別の話ではあるのですが、「スマホ脳」という本に、似た話が書かれていました。
スマホには様々な刺激要素があります。
「LINEのメッセージが来ているかもしれない…」「SNSに投稿したコメントにリアクションはついたのか気になる」「アプリから通知が来ている」など例を挙げると枚挙がありません。
スマホ脳」という本では「スマホを手元に持っているだけで刺激を待ち構える期待が無意識に生じており、結果気が散ってテストの成績が下がる」という研究結果があるそうです。

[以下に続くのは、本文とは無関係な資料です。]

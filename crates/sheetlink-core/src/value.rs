//! Values written into cells

use std::fmt;

/// A literal cell value
#[derive(Debug, Clone, Default, PartialEq)]
pub enum CellValue {
    #[default]
    Empty,
    Bool(bool),
    Number(f64),
    Text(String),
}

impl CellValue {
    pub fn is_empty(&self) -> bool {
        matches!(self, CellValue::Empty)
    }

    /// Interpret user text the way a spreadsheet would on entry:
    /// numbers and `TRUE`/`FALSE` become typed values, everything else text.
    pub fn infer(text: &str) -> Self {
        if text.is_empty() {
            return CellValue::Empty;
        }
        if text.eq_ignore_ascii_case("true") {
            return CellValue::Bool(true);
        }
        if text.eq_ignore_ascii_case("false") {
            return CellValue::Bool(false);
        }
        match text.trim().parse::<f64>() {
            Ok(n) if n.is_finite() && text.trim() == text => CellValue::Number(n),
            _ => CellValue::Text(text.to_string()),
        }
    }
}

/// Render a number without a trailing `.0` for integral values
pub fn format_number(n: f64) -> String {
    if n.fract() == 0.0 && n.abs() < 1e15 {
        format!("{}", n as i64)
    } else {
        format!("{}", n)
    }
}

impl fmt::Display for CellValue {
    fn fmt(&self, f: &mut fmt::Formatter<'_>) -> fmt::Result {
        match self {
            CellValue::Empty => Ok(()),
            CellValue::Bool(true) => f.write_str("TRUE"),
            CellValue::Bool(false) => f.write_str("FALSE"),
            CellValue::Number(n) => f.write_str(&format_number(*n)),
            CellValue::Text(s) => f.write_str(s),
        }
    }
}

impl From<bool> for CellValue {
    fn from(v: bool) -> Self {
        CellValue::Bool(v)
    }
}

impl From<f64> for CellValue {
    fn from(v: f64) -> Self {
        CellValue::Number(v)
    }
}

impl From<i32> for CellValue {
    fn from(v: i32) -> Self {
        CellValue::Number(v as f64)
    }
}

impl From<i64> for CellValue {
    fn from(v: i64) -> Self {
        CellValue::Number(v as f64)
    }
}

impl From<&str> for CellValue {
    fn from(v: &str) -> Self {
        CellValue::Text(v.to_string())
    }
}

impl From<String> for CellValue {
    fn from(v: String) -> Self {
        CellValue::Text(v)
    }
}

impl<T: Into<CellValue>> From<Option<T>> for CellValue {
    fn from(v: Option<T>) -> Self {
        v.map_or(CellValue::Empty, Into::into)
    }
}

#[cfg(test)]
mod tests {
    use super::*;

    #[test]
    fn test_infer() {
        assert_eq!(CellValue::infer("42"), CellValue::Number(42.0));
        assert_eq!(CellValue::infer("-1.5"), CellValue::Number(-1.5));
        assert_eq!(CellValue::infer("TRUE"), CellValue::Bool(true));
        assert_eq!(CellValue::infer(" 42"), CellValue::Text(" 42".into()));
        assert_eq!(CellValue::infer("NaN"), CellValue::Text("NaN".into()));
        assert_eq!(CellValue::infer("abc"), CellValue::Text("abc".into()));
        assert_eq!(CellValue::infer(""), CellValue::Empty);
    }

    #[test]
    fn test_display() {
        assert_eq!(CellValue::Number(3.0).to_string(), "3");
        assert_eq!(CellValue::Number(0.25).to_string(), "0.25");
        assert_eq!(CellValue::Bool(false).to_string(), "FALSE");
        assert_eq!(CellValue::from(Some("x")).to_string(), "x");
        assert_eq!(CellValue::from(None::<f64>), CellValue::Empty);
    }
}
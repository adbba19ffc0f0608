//! # sheetlink-core
//!
//! Backend-independent building blocks for sheetlink:
//! - [`Range`] - A1-style range notation and coordinate math
//! - [`paging`] - Slicing a worksheet into bounded pages
//! - [`style`] - The [`CellStyle`] model shared by every backend
//! - [`CellValue`] - Literal values written into cells
//!
//! ## Example
//!
//! ```rust
//! use sheetlink_core::paging::{FixedSizeStrategy, PagingRangeService};
//! use sheetlink_core::Range;
//!
//! let dimension = Range::parse("A1:B1000").unwrap();
//! let service = PagingRangeService::new(Box::new(FixedSizeStrategy::new(1000, Some(dimension))));
//! assert_eq!(service.paging_ranges(), vec!["A1:B500", "A501:B1000"]);
//! ```

pub mod error;
pub mod paging;
pub mod range;
pub mod style;
pub mod value;

pub use error::{Error, Result};
pub use paging::{PagingKind, PagingRangeService, PagingStrategy};
pub use range::{
    cell_coordinates, cell_name, column_name, column_number, normalize_range, parse_range, Range,
    MAX_COLS, MAX_ROWS,
};
pub use style::CellStyle;
pub use value::CellValue;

個人的にはチャットにおいてもスマホと同じような感覚を抱いています。
チャットを開いているだけで、チャットの投稿がないかや、自身にメンションが来ていないか気になり、ついつい確認してしまうのです。
そして気になる投稿があればコメントしてしまったり、自身へのメンションに即レスポンスしてしまったりするのですが、それらの行動によって仕事としての価値はあまり生み出していない、ということが自身には多々ありました。

 

チャットは小さなバッチサイズのタスクを細かくチームで確認しながら進めていくスタイルには非常に効果を発揮するのですが、自分の内で深く集中して考えなければいけないクリエイティブな仕事には邪魔になることがあります。
そういう背景もあり私は(チームメンバーに断った上でですが)Slackを一時的に落として作業することがよくあります。
そしてSlackを落とすだけでものすごく集中できるようになるなと毎度実感しています。
またSlackを落としていた数時間の間に、そのことによってほとんど誰も困らないこともわかりました。

 

そういった考えがあるため、個人的にはクリエイティブな作業をする際にはチャットを一時的に落とす時間を作ることをライフハックとして行っています。